1.10凝结芽孢杆菌HQ-1活菌片剂的制备
菌种活化:将菌株HQ-1接种到MRS液体培养基中,37℃培养16h左右按3%接种量转到12%脱脂乳液体培养基中,37℃培养至凝乳,重复2-4次以恢复菌株活力。
种子液制备:充分活化后按接种量3%的比例接入MRS液体培养基,37℃培养16h左右得到种子液。
发酵液制备:按3%接种量将种子液接入MRS液体培养基,37℃、200r/min摇床培养24-48h至菌株HQ-1芽孢形成率达到90%以上时结束发酵。

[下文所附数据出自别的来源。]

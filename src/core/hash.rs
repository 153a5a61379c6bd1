use crate::core::store::StoreError;
use image::{DynamicImage, ImageFormat, ImageReader};
use serde::{Deserialize, Serialize};
use std::fmt;
use std::fs;
use std::io::Cursor;
use std::path::Path;
use thiserror::Error;

const JPEG_START_OF_SCAN: [u8; 2] = [0xFF, 0xDA];
const JPEG_END_OF_IMAGE: [u8; 2] = [0xFF, 0xD9];

#[derive(Debug, Error)]
pub enum DecodeError {
    #[error("Image not found: {path}")]
    Missing { path: String },

    #[error("Image data ends early: {path}")]
    Truncated { path: String },

    #[error("Invalid image location: {0}")]
    Location(#[from] StoreError),

    #[error("IO error: {0}")]
    Io(#[from] std::io::Error),

    #[error("Image decode error: {0}")]
    Image(#[from] image::ImageError),
}

/// BLAKE3 digest of an image's RGB8 pixel buffer, hex encoded.
///
/// Two files that decode to the same pixels share a hash regardless of
/// container format or metadata.
#[derive(Debug, Clone, PartialEq, Eq, Hash, PartialOrd, Ord, Serialize, Deserialize)]
pub struct ContentHash(pub String);

impl ContentHash {
    pub fn of_image(image: &DynamicImage) -> Self {
        let digest = match image.as_rgb8() {
            Some(rgb) => blake3::hash(rgb.as_raw()),
            None => blake3::hash(image.to_rgb8().as_raw()),
        };
        Self(digest.to_hex().to_string())
    }

    pub fn as_str(&self) -> &str {
        &self.0
    }
}

impl fmt::Display for ContentHash {
    fn fmt(&self, f: &mut fmt::Formatter<'_>) -> fmt::Result {
        f.write_str(&self.0)
    }
}

/// Open and fully decode an image, sniffing the format from its content rather
/// than trusting the `.jpg` extension.
///
/// The JPEG decoder pads a cut-off scan instead of failing, so JPEG data
/// must also carry an end-of-image marker after its last scan.
pub fn open_image(path: &Path) -> Result<DynamicImage, DecodeError> {
    if !path.exists() {
        return Err(DecodeError::Missing {
            path: path.to_string_lossy().to_string(),
        });
    }
    let bytes = fs::read(path)?;
    let reader = ImageReader::new(Cursor::new(bytes.as_slice())).with_guessed_format()?;
    if reader.format() == Some(ImageFormat::Jpeg) && !jpeg_is_complete(&bytes) {
        return Err(DecodeError::Truncated {
            path: path.to_string_lossy().to_string(),
        });
    }
    Ok(reader.decode()?)
}

/// Markers are never escaped inside entropy-coded data, so the last
/// start-of-scan belongs to the main image even when an EXIF thumbnail
/// precedes it.
fn jpeg_is_complete(bytes: &[u8]) -> bool {
    let last_scan = bytes
        .windows(2)
        .rposition(|pair| pair == JPEG_START_OF_SCAN)
        .unwrap_or(0);
    bytes[last_scan..]
        .windows(2)
        .any(|pair| pair == JPEG_END_OF_IMAGE)
}

pub fn compute_content_hash(path: &Path) -> Result<ContentHash, DecodeError> {
    let image = open_image(path)?;
    Ok(ContentHash::of_image(&image))
}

菌体收集:将培养液在4℃6000r/min离心10-15min后,弃上清。
喷雾干燥获取凝结芽孢杆菌HQ-1菌粉(下称菌粉):采用旋转蒸发仪将新鲜牛乳浓缩至原初体积的1/2,水浴灭菌后以体积比5︰1的比例重悬菌体,采用喷雾干燥工艺得到菌粉。操作条件为:进风温度180℃,出风温度80℃。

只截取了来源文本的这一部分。